TDS creep happens with all RO membranes and a flush kit is of no value for this other than to lighten your wallet. Think about it, the flush kit installs on the waste line and bypasses the flow restrictor so you temporarily increase the flow rate to waste.
The TDS creep water is on the TREATED side of the membrane already so you can flush all day on the waste side without affecting the treated side. Its a way to get in your pocket.
You said you have domestic well water so your problem is more than likely CO2 in the water which is tough on DI resin and cannot be measured as TDS so does not show up. Your membrane is doing a very good job in reducing the 375 or whatever it was TDS down to 4, thats almost 99% rejection rate which is much better than most systems are capable of.
Short of building a degassing station to reduce the TDS your best bet is to try Spectrapures custom blended DI resins, they are guaranteed to outperform any other resin on the market and they do work.
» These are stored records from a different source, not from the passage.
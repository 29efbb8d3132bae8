//! Per-symbol engine configuration.

use serde::{Deserialize, Serialize};

/// How the band basis is derived from the session stats.
#[derive(Debug, Clone, Copy, PartialEq, Eq, Serialize, Deserialize)]
#[serde(rename_all = "kebab-case")]
pub enum CalcMode {
    /// Basis = session standard deviation around the VWAP.
    StandardDeviation,
    /// Basis = 1% of the current VWAP.
    PercentOfVwap,
}

/// Engine parameters for one symbol.
///
/// Defaults mirror the production deployment: 3.1x stdev bands, 30-minute
/// session delay and cooldown, 3% hard stop, one day of minute bars retained.
#[derive(Debug, Clone, PartialEq, Serialize, Deserialize)]
#[serde(default)]
pub struct SymbolConfig {
    /// Band width multiplier applied to the basis.
    pub band_multiplier: f64,
    pub calc_mode: CalcMode,
    /// Signals are suppressed for the first N minutes of the UTC session.
    pub session_delay_min: i64,
    /// Minimum minutes between same-direction entries.
    pub cooldown_min: i64,
    /// Hard stop distance as a percent of the entry price.
    pub stoploss_percent: f64,
    /// Bar history retention (duplicate detection window).
    pub retention_bars: usize,
}

impl Default for SymbolConfig {
    fn default() -> Self {
        Self {
            band_multiplier: 3.1,
            calc_mode: CalcMode::StandardDeviation,
            session_delay_min: 30,
            cooldown_min: 30,
            stoploss_percent: 3.0,
            retention_bars: 1440,
        }
    }
}

#[cfg(test)]
mod tests {
    use super::*;

    #[test]
    fn defaults_match_deployment() {
        let cfg = SymbolConfig::default();
        assert_eq!(cfg.band_multiplier, 3.1);
        assert_eq!(cfg.calc_mode, CalcMode::StandardDeviation);
        assert_eq!(cfg.session_delay_min, 30);
        assert_eq!(cfg.cooldown_min, 30);
        assert_eq!(cfg.stoploss_percent, 3.0);
        assert_eq!(cfg.retention_bars, 1440);
    }

    #[test]
    fn partial_toml_fills_defaults() {
        let cfg: SymbolConfig =
            serde_json::from_str(r#"{"band_multiplier": 2.0, "calc_mode": "percent-of-vwap"}"#)
                .unwrap();
        assert_eq!(cfg.band_multiplier, 2.0);
        assert_eq!(cfg.calc_mode, CalcMode::PercentOfVwap);
        assert_eq!(cfg.cooldown_min, 30);
    }
}
//! Bot commands: parsing, execution against the hub, Telegram polling.

use std::sync::{Arc, Mutex};
use std::time::Duration;

use sysinfo::{Pid, System};
use tracing::{info, warn};
use vwapband_core::PositionState;

use crate::config::AppConfig;
use crate::hub::EngineHub;
use crate::notify::NotifyError;

/// Replies longer than this are split across messages.
const CHUNK_LIMIT: usize = 3000;

const RULE: &str = "━━━━━━━━━━━\n";

#[derive(Debug, Clone, Copy, PartialEq, Eq)]
pub enum Command {
    Start,
    Stop,
    Status,
    Positions,
    List,
    Settings,
    Cpu,
    Mem,
    Memory,
    Help,
}

impl Command {
    /// Parse a message as a command. Strips a trailing `@botname`, so
    /// `/status@my_bot` in a group chat still parses.
    pub fn parse(text: &str) -> Option<Self> {
        let word = text.trim().split_whitespace().next()?;
        let word = word.split('@').next()?;
        match word {
            "/start" | "/run" => Some(Self::Start),
            "/stop" => Some(Self::Stop),
            "/status" => Some(Self::Status),
            "/positions" | "/pos" => Some(Self::Positions),
            "/list" => Some(Self::List),
            "/settings" => Some(Self::Settings),
            "/cpu" => Some(Self::Cpu),
            "/mem" => Some(Self::Mem),
            "/memory" | "/memry" => Some(Self::Memory),
            "/help" => Some(Self::Help),
            _ => None,
        }
    }
}

/// Executes commands against the hub and renders replies.
pub struct CommandHandler {
    hub: Arc<EngineHub>,
    config: AppConfig,
    started_at: chrono::DateTime<chrono::Utc>,
    system: Mutex<System>,
    pid: Pid,
}

impl CommandHandler {
    pub fn new(hub: Arc<EngineHub>, config: AppConfig) -> Self {
        let mut system = System::new_all();
        system.refresh_all();
        Self {
            hub,
            config,
            started_at: chrono::Utc::now(),
            system: Mutex::new(system),
            pid: Pid::from_u32(std::process::id()),
        }
    }

    /// Run one command. Returns the reply messages to send, in order;
    /// long replies are pre-chunked.
    pub fn execute(&self, command: Command) -> Vec<String> {
        match command {
            Command::Start => {
                if self.hub.is_running() {
                    vec!["✅ Bot is already running!".to_string()]
                } else {
                    self.hub.set_running(true);
                    vec!["🚀 Bot started successfully!".to_string()]
                }
            }
            Command::Stop => {
                if !self.hub.is_running() {
                    vec!["⚠️ Bot is already stopped!".to_string()]
                } else {
                    self.hub.set_running(false);
                    vec!["🛑 Bot stopped! Use /start to resume.".to_string()]
                }
            }
            Command::Status => vec![self.render_status()],
            Command::Positions => vec![self.render_positions()],
            Command::List => self.render_list(),
            Command::Settings => vec![self.render_settings()],
            Command::Cpu => vec![self.render_cpu()],
            Command::Mem => vec![self.render_mem()],
            Command::Memory => {
                vec![format!("{}{}", self.render_cpu(), self.render_mem())]
            }
            Command::Help => vec![HELP_TEXT.to_string()],
        }
    }

    fn render_status(&self) -> String {
        let status = self.hub.status();
        let uptime = chrono::Utc::now() - self.started_at;
        let hours = uptime.num_hours();
        let minutes = uptime.num_minutes() % 60;

        let longs = status
            .symbols
            .iter()
            .filter(|s| s.position.state == PositionState::Long)
            .count();
        let shorts = status
            .symbols
            .iter()
            .filter(|s| s.position.state == PositionState::Short)
            .count();

        format!(
            "📊 *STATUS*\n{RULE}\
             🤖 Bot: {}\n\
             ⏱ Uptime: {hours}h {minutes}m\n\
             📈 Positions: {}\n   • Longs: {longs}\n   • Shorts: {shorts}\n\
             📊 Signals: {}\n\
             🛑 Stoploss: {}%\n\
             🪙 Symbols: {}\n{RULE}",
            if status.running { "🟢 Running" } else { "🔴 Stopped" },
            longs + shorts,
            status.signals_today,
            self.config.engine.stoploss_percent,
            status.symbols.len(),
        )
    }

    fn render_positions(&self) -> String {
        let status = self.hub.status();
        let open: Vec<_> = status
            .symbols
            .iter()
            .filter(|s| s.position.state.is_open())
            .collect();

        if open.is_empty() {
            return "📊 No active positions".to_string();
        }

        let mut msg = format!("*Positions ({}):*\n\n", open.len());
        for s in open {
            let emoji = if s.position.state == PositionState::Long { "🟢" } else { "🔴" };
            msg.push_str(&format!("{emoji} {}\n", s.symbol));
            if let Some(entry) = s.position.entry_price {
                msg.push_str(&format!("Entry: {entry:.4}\n"));
            }
            if let Some(stop) = s.position.stop_price {
                msg.push_str(&format!("SL: {stop:.4}\n"));
            }
            msg.push('\n');
        }
        msg
    }

    fn render_list(&self) -> Vec<String> {
        let status = self.hub.status();
        if status.symbols.is_empty() {
            return vec!["No symbols!".to_string()];
        }

        let mut messages = Vec::new();
        let mut msg = String::from("*Active Symbols:*\n");
        for s in &status.symbols {
            let emoji = match s.position.state {
                PositionState::Long => "🟢",
                PositionState::Short => "🔴",
                PositionState::None => "⚪",
            };
            match (s.position.state.is_open(), s.position.entry_price) {
                (true, Some(entry)) => {
                    msg.push_str(&format!("{emoji} {} @ {entry:.4}\n", s.symbol))
                }
                _ => msg.push_str(&format!("{emoji} {}\n", s.symbol)),
            }
            if msg.len() > CHUNK_LIMIT {
                messages.push(std::mem::take(&mut msg));
            }
        }
        if !msg.is_empty() {
            messages.push(msg);
        }
        messages
    }

    fn render_settings(&self) -> String {
        format!(
            "⚙️ *SETTINGS*\n{RULE}\
             📊 Interval: {}\n\
             📈 Band Mult: {}x\n\
             📐 Mode: {:?}\n\
             ⏱ Session Delay: {}m\n\
             ⏸ Cooldown: {}m\n\
             🛑 Stoploss: {}%\n\
             🔄 Catch-up: {}s\n{RULE}",
            self.config.interval,
            self.config.engine.band_multiplier,
            self.config.engine.calc_mode,
            self.config.engine.session_delay_min,
            self.config.engine.cooldown_min,
            self.config.engine.stoploss_percent,
            self.config.feed.catchup_interval_secs,
        )
    }

    fn render_cpu(&self) -> String {
        let stats = self.sample_process_stats();
        format!(
            "⚡ *CPU USAGE*\n{RULE}\
             🤖 Bot: {:.1}%\n\
             💻 System: {:.1}%\n\
             🔢 Cores: {}\n{RULE}",
            stats.process_cpu, stats.system_cpu, stats.cpu_count,
        )
    }

    fn render_mem(&self) -> String {
        let stats = self.sample_process_stats();
        format!(
            "💾 *MEMORY USAGE*\n{RULE}\
             🤖 Bot: {:.1} MB\n\
             📊 System: {:.1}%\n\
             💻 Available: {:.1} GB\n\
             📁 Total: {:.1} GB\n{RULE}",
            stats.process_memory_mb,
            stats.system_memory_pct,
            stats.available_gb,
            stats.total_gb,
        )
    }

    fn sample_process_stats(&self) -> ProcessStats {
        let mut system = self.system.lock().unwrap_or_else(|e| e.into_inner());
        // CPU usage is a delta between refreshes, so sample twice.
        system.refresh_all();
        std::thread::sleep(sysinfo::MINIMUM_CPU_UPDATE_INTERVAL);
        system.refresh_all();

        let (process_cpu, process_memory_mb) = system
            .process(self.pid)
            .map(|p| (p.cpu_usage(), p.memory() as f64 / 1024.0 / 1024.0))
            .unwrap_or((0.0, 0.0));
        let total = system.total_memory() as f64;
        let available = system.available_memory() as f64;
        let system_memory_pct = if total > 0.0 {
            (total - available) / total * 100.0
        } else {
            0.0
        };

        ProcessStats {
            process_cpu,
            system_cpu: system.global_cpu_info().cpu_usage(),
            cpu_count: system.cpus().len(),
            process_memory_mb,
            system_memory_pct,
            available_gb: available / 1024.0 / 1024.0 / 1024.0,
            total_gb: total / 1024.0 / 1024.0 / 1024.0,
        }
    }
}

struct ProcessStats {
    process_cpu: f32,
    system_cpu: f32,
    cpu_count: usize,
    process_memory_mb: f64,
    system_memory_pct: f64,
    available_gb: f64,
    total_gb: f64,
}

const HELP_TEXT: &str = "📚 *COMMANDS*\n━━━━━━━━━━━\n\
/start - Start bot\n\
/stop - Stop bot\n\
/status - Full status\n\
/positions - Active trades\n\
/list - All symbols\n\
/settings - Bot settings\n\
/memory - CPU & memory usage\n\
/help - This help\n\
━━━━━━━━━━━";

/// Long-polls `getUpdates` and feeds parsed commands to the handler.
///
/// Replies go back to the chat the command came from, not the signal
/// channel.
pub struct TelegramCommandPoller {
    client: reqwest::blocking::Client,
    base_url: String,
    token: String,
    handler: CommandHandler,
    last_update_id: Option<i64>,
}

impl TelegramCommandPoller {
    pub fn new(token: impl Into<String>, handler: CommandHandler) -> Result<Self, NotifyError> {
        Self::with_base_url("https://api.telegram.org", token, handler)
    }

    pub fn with_base_url(
        base_url: impl Into<String>,
        token: impl Into<String>,
        handler: CommandHandler,
    ) -> Result<Self, NotifyError> {
        let client = reqwest::blocking::Client::builder()
            .timeout(Duration::from_secs(30))
            .build()
            .map_err(|e| NotifyError::Network(e.to_string()))?;
        Ok(Self {
            client,
            base_url: base_url.into(),
            token: token.into(),
            handler,
            last_update_id: None,
        })
    }

    /// Poll forever. Backs off on consecutive errors rather than spinning.
    pub fn run(&mut self) {
        info!("telegram command poller started");
        let mut consecutive_errors = 0u32;

        loop {
            match self.poll_once() {
                Ok(()) => consecutive_errors = 0,
                Err(e) => {
                    consecutive_errors += 1;
                    warn!(error = %e, consecutive_errors, "getUpdates failed");
                    let backoff = Duration::from_secs(u64::from(consecutive_errors.min(12)) * 5);
                    std::thread::sleep(backoff);
                }
            }
        }
    }

    fn poll_once(&mut self) -> Result<(), NotifyError> {
        let mut url = format!(
            "{}/bot{}/getUpdates?timeout=25&allowed_updates=%5B%22message%22%5D",
            self.base_url, self.token
        );
        if let Some(last) = self.last_update_id {
            url.push_str(&format!("&offset={}", last + 1));
        }

        let resp = self
            .client
            .get(&url)
            .send()
            .map_err(|e| NotifyError::Network(e.to_string()))?;
        let payload: serde_json::Value = resp
            .json()
            .map_err(|e| NotifyError::Network(e.to_string()))?;
        if payload.get("ok").and_then(|v| v.as_bool()) != Some(true) {
            return Err(NotifyError::Rejected(payload.to_string()));
        }

        let updates = payload
            .get("result")
            .and_then(|v| v.as_array())
            .cloned()
            .unwrap_or_default();

        for update in updates {
            if let Some(id) = update.get("update_id").and_then(|v| v.as_i64()) {
                self.last_update_id = Some(id);
            }
            let message = match update.get("message") {
                Some(m) => m,
                None => continue,
            };
            let chat_id = message
                .get("chat")
                .and_then(|c| c.get("id"))
                .and_then(|v| v.as_i64());
            let text = message.get("text").and_then(|v| v.as_str()).unwrap_or("");

            let (chat_id, command) = match (chat_id, Command::parse(text)) {
                (Some(chat_id), Some(command)) => (chat_id, command),
                _ => continue,
            };

            info!(chat_id, ?command, "handling command");
            for reply in self.handler.execute(command) {
                if let Err(e) = self.send_reply(chat_id, &reply) {
                    warn!(error = %e, "failed to send command reply");
                }
            }
        }
        Ok(())
    }

    fn send_reply(&self, chat_id: i64, text: &str) -> Result<(), NotifyError> {
        let url = format!("{}/bot{}/sendMessage", self.base_url, self.token);
        let body = serde_json::json!({
            "chat_id": chat_id,
            "text": text,
            "parse_mode": "Markdown",
        });
        self.client
            .post(&url)
            .json(&body)
            .send()
            .map_err(|e| NotifyError::Network(e.to_string()))?;
        Ok(())
    }
}
//! Bar feeds: where live closed bars come from.
//!
//! `PollingFeed` asks a `HistoricalBarSource` for fresh bars on a fixed
//! cadence. `ChannelFeed` adapts an `mpsc` receiver, which is what tests
//! and any push-based transport use. `drive_feed` is the main ingest loop.

use std::sync::mpsc;
use std::sync::Arc;
use std::time::{Duration, Instant};

use chrono::{DateTime, Utc};
use thiserror::Error;
use tracing::{debug, warn};
use vwapband_core::{Bar, Ingest, RejectReason};

use crate::batcher::SignalBatcher;
use crate::hub::EngineHub;
use crate::source::{HistoricalBarSource, SourceError};

#[derive(Debug, Error)]
pub enum FeedError {
    #[error("source error: {0}")]
    Source(#[from] SourceError),

    #[error("feed closed")]
    Closed,
}

/// A blocking stream of closed bars. `Ok(None)` means "nothing right now";
/// `Err(FeedError::Closed)` ends the drive loop.
pub trait BarFeed {
    fn next_bar(&mut self) -> Result<Option<Bar>, FeedError>;
}

/// Polls a historical source for each tracked symbol in turn.
///
/// Keeps a per-symbol cursor just past the last bar it handed out, so each
/// poll only yields bars the loop has not seen from this feed before. The
/// engines deduplicate anyway; the cursor just keeps requests small.
pub struct PollingFeed {
    source: Arc<dyn HistoricalBarSource>,
    symbols: Vec<String>,
    cursors: Vec<DateTime<Utc>>,
    queue: std::collections::VecDeque<Bar>,
    poll_interval: Duration,
    next_poll_at: Instant,
    page: usize,
}

impl PollingFeed {
    pub fn new(
        source: Arc<dyn HistoricalBarSource>,
        symbols: Vec<String>,
        start: DateTime<Utc>,
        poll_interval: Duration,
        page: usize,
    ) -> Self {
        let cursors = vec![start; symbols.len()];
        Self {
            source,
            symbols,
            cursors,
            queue: std::collections::VecDeque::new(),
            poll_interval,
            next_poll_at: Instant::now(),
            page,
        }
    }

    fn poll_round(&mut self) -> Result<(), FeedError> {
        for i in 0..self.symbols.len() {
            let symbol = &self.symbols[i];
            match self.source.fetch(symbol, self.cursors[i], self.page) {
                Ok(bars) => {
                    if let Some(last) = bars.last() {
                        self.cursors[i] = last.timestamp + chrono::Duration::milliseconds(1);
                    }
                    debug!(symbol, fetched = bars.len(), "poll round");
                    self.queue.extend(bars);
                }
                Err(e) => {
                    // One symbol failing must not starve the rest.
                    warn!(symbol, error = %e, "poll fetch failed");
                }
            }
        }
        Ok(())
    }
}

impl BarFeed for PollingFeed {
    fn next_bar(&mut self) -> Result<Option<Bar>, FeedError> {
        if let Some(bar) = self.queue.pop_front() {
            return Ok(Some(bar));
        }

        let now = Instant::now();
        if now < self.next_poll_at {
            std::thread::sleep(self.next_poll_at - now);
        }
        self.next_poll_at = Instant::now() + self.poll_interval;

        self.poll_round()?;
        Ok(self.queue.pop_front())
    }
}

/// Adapts an `mpsc::Receiver<Bar>`; the feed ends when every sender drops.
pub struct ChannelFeed {
    rx: mpsc::Receiver<Bar>,
}

impl ChannelFeed {
    pub fn new(rx: mpsc::Receiver<Bar>) -> Self {
        Self { rx }
    }
}

impl BarFeed for ChannelFeed {
    fn next_bar(&mut self) -> Result<Option<Bar>, FeedError> {
        match self.rx.recv() {
            Ok(bar) => Ok(Some(bar)),
            Err(mpsc::RecvError) => Err(FeedError::Closed),
        }
    }
}

/// Main ingest loop: pull bars from the feed, route them through the hub,
/// forward emitted signals to the batcher. Returns when the feed closes.
pub fn drive_feed(
    feed: &mut dyn BarFeed,
    hub: &EngineHub,
    batcher: &SignalBatcher,
) -> Result<(), FeedError> {
    loop {
        let bar = match feed.next_bar() {
            Ok(Some(bar)) => bar,
            Ok(None) => continue,
            Err(FeedError::Closed) => return Ok(()),
            Err(e) => return Err(e),
        };

        match hub.ingest(&bar) {
            None => {
                warn!(symbol = %bar.symbol, "bar for untracked symbol dropped");
            }
            Some(Ingest::Applied { events }) => {
                batcher.submit_all(events);
            }
            Some(Ingest::Duplicate) | Some(Ingest::Disabled) => {}
            Some(Ingest::Rejected(reason)) => match reason {
                RejectReason::TimestampRegression => {
                    debug!(symbol = %bar.symbol, "stale bar dropped");
                }
                other => {
                    warn!(symbol = %bar.symbol, reason = %other, "bar rejected");
                }
            },
        }
    }
}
My tap TDS is between 530 and 850 and we do have a CO2 problem here, with my old AWI Typhoon III system I could never get over 150 gallons of 0-1 TDS RO/DI water no matter which resin I used, what brand it was or how fresh it was. I fought this ofr about 5 years before purchasing a Spectrapure MaxCap system. My very first DI cartridge lasted 830 measured gallons right out of the box and the next was over 1000 gallons with no other changes.
They have tens of thousands of hours testing every resin on the market that has led to blending their own in-house so they can control its quality. Its as low as $18 a full 20 oz cartridge on sale and the SilicaBuster is probably what you need.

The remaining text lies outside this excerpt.